[Opening Provided data section]

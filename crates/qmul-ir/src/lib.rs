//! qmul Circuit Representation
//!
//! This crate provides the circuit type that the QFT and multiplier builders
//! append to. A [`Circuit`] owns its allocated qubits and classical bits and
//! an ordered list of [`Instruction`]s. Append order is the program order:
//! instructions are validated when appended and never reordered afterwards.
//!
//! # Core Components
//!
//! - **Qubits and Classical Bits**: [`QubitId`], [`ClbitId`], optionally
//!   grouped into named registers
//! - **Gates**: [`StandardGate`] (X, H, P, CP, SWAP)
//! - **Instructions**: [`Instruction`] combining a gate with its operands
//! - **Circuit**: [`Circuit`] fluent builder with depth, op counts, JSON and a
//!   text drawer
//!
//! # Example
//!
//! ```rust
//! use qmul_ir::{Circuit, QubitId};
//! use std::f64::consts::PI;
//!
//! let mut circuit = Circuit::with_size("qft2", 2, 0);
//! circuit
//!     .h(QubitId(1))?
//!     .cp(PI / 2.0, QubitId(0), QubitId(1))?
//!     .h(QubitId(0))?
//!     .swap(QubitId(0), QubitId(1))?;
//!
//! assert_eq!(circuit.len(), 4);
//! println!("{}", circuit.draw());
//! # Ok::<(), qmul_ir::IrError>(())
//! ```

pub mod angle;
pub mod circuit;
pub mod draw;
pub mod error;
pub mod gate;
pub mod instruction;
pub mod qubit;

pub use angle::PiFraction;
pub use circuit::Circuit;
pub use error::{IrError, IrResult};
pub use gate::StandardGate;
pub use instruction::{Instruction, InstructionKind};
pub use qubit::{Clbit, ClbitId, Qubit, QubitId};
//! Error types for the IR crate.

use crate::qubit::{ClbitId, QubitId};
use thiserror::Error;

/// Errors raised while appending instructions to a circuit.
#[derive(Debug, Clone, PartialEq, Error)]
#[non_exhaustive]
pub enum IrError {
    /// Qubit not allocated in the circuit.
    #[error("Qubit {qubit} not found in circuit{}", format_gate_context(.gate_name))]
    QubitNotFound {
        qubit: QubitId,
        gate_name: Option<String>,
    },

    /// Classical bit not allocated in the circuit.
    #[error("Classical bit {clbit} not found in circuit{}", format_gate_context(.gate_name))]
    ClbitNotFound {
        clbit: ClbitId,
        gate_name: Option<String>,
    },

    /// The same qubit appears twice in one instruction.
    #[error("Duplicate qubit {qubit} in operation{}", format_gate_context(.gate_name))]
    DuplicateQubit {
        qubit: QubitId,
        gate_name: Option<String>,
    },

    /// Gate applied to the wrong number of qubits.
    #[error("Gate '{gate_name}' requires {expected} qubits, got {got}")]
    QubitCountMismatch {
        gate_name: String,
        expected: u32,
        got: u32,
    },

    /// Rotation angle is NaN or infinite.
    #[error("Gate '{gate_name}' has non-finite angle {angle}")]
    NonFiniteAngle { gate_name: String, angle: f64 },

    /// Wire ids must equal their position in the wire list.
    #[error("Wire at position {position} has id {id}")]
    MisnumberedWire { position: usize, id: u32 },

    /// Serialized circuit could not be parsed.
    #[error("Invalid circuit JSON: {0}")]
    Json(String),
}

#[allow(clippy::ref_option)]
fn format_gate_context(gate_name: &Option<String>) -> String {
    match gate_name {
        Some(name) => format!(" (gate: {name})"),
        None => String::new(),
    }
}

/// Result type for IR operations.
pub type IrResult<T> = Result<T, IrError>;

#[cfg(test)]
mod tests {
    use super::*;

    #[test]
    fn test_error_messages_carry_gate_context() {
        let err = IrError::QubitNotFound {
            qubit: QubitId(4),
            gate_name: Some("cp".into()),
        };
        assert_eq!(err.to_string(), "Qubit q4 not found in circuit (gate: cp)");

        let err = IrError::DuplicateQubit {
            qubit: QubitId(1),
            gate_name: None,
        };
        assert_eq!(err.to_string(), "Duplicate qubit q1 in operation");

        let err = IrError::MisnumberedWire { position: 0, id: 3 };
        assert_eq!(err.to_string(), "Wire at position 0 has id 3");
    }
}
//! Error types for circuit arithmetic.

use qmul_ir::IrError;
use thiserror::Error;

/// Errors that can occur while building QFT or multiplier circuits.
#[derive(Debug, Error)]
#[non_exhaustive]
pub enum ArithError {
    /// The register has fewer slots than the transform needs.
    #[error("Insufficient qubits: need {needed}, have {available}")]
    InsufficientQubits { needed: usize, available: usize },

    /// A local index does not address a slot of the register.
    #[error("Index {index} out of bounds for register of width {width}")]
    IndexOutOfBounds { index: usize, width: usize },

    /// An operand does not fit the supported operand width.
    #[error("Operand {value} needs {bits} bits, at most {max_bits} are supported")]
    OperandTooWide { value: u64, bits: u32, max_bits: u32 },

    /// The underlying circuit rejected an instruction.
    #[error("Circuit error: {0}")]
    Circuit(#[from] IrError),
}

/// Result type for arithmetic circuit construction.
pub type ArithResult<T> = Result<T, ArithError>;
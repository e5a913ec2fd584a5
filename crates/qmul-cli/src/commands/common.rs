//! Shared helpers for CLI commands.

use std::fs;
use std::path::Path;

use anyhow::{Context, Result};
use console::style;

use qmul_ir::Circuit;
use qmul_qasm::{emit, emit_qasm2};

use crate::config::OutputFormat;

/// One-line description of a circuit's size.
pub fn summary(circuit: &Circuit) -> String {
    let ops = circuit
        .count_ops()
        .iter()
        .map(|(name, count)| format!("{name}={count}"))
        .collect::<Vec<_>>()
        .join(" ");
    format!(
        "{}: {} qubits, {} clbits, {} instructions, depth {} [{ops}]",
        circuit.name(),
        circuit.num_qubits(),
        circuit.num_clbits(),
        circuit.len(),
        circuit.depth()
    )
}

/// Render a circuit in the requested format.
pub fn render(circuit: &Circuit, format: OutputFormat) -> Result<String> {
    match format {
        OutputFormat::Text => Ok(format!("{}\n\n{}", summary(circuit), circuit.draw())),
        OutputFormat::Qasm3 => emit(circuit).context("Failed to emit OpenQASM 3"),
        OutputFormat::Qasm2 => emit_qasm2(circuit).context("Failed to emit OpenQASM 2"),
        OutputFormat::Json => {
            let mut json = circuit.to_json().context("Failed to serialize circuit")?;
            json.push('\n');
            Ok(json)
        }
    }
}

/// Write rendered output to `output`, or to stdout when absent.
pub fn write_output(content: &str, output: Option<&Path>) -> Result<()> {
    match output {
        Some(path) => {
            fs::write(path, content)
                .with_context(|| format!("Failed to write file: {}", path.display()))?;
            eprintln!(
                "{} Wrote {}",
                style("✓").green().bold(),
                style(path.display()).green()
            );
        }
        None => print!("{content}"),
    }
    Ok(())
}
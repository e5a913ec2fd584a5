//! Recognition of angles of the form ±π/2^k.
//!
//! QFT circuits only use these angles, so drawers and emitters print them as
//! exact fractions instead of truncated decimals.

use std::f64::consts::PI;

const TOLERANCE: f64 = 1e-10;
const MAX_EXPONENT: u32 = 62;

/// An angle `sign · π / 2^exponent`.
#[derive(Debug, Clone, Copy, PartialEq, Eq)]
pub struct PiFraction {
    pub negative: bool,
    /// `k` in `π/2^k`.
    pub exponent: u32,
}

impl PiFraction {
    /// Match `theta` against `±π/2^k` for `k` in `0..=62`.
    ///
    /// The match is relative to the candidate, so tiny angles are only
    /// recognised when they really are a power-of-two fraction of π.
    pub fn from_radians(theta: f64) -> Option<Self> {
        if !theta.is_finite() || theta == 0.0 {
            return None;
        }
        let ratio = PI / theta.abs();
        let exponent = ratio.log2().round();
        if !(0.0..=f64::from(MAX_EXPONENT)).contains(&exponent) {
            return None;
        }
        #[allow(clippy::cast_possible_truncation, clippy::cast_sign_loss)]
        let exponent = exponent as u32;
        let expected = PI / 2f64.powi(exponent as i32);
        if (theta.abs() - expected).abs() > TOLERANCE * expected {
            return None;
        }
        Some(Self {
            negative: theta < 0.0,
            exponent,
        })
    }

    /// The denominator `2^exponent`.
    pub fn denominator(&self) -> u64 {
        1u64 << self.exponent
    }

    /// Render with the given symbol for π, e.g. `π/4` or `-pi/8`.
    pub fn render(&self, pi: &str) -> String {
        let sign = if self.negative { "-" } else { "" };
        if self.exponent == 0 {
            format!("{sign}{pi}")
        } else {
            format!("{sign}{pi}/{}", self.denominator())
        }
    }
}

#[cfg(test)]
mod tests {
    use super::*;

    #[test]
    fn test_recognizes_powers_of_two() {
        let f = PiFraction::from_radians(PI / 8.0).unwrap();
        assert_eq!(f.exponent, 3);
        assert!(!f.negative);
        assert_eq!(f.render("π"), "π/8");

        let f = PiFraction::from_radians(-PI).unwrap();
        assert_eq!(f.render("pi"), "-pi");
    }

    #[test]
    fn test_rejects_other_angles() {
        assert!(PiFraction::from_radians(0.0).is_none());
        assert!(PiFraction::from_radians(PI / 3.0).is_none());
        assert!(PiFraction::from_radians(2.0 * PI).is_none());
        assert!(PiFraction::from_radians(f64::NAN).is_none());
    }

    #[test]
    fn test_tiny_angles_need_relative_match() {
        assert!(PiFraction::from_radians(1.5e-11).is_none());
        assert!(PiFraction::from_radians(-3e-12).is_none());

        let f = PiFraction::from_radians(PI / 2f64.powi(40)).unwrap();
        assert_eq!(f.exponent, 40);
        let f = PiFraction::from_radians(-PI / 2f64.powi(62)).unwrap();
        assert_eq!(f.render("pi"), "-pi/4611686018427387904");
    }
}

[Closing Provided data section]

About this exercise: Above are the records; please copy exactly their first line and each line after it through the line containing "with its operands", and no line after that.

Answer space:
filename crates/qmul-ir/src/lib.rs
//! qmul Circuit Representation
//!
//! This crate provides the circuit type that the QFT and multiplier builders
//! append to. A [`Circuit`] owns its allocated qubits and classical bits and
//! an ordered list of [`Instruction`]s. Append order is the program order:
//! instructions are validated when appended and never reordered afterwards.
//!
//! # Core Components
//!
//! - **Qubits and Classical Bits**: [`QubitId`], [`ClbitId`], optionally
//!   grouped into named registers
//! - **Gates**: [`StandardGate`] (X, H, P, CP, SWAP)
//! - **Instructions**: [`Instruction`] combining a gate with its operands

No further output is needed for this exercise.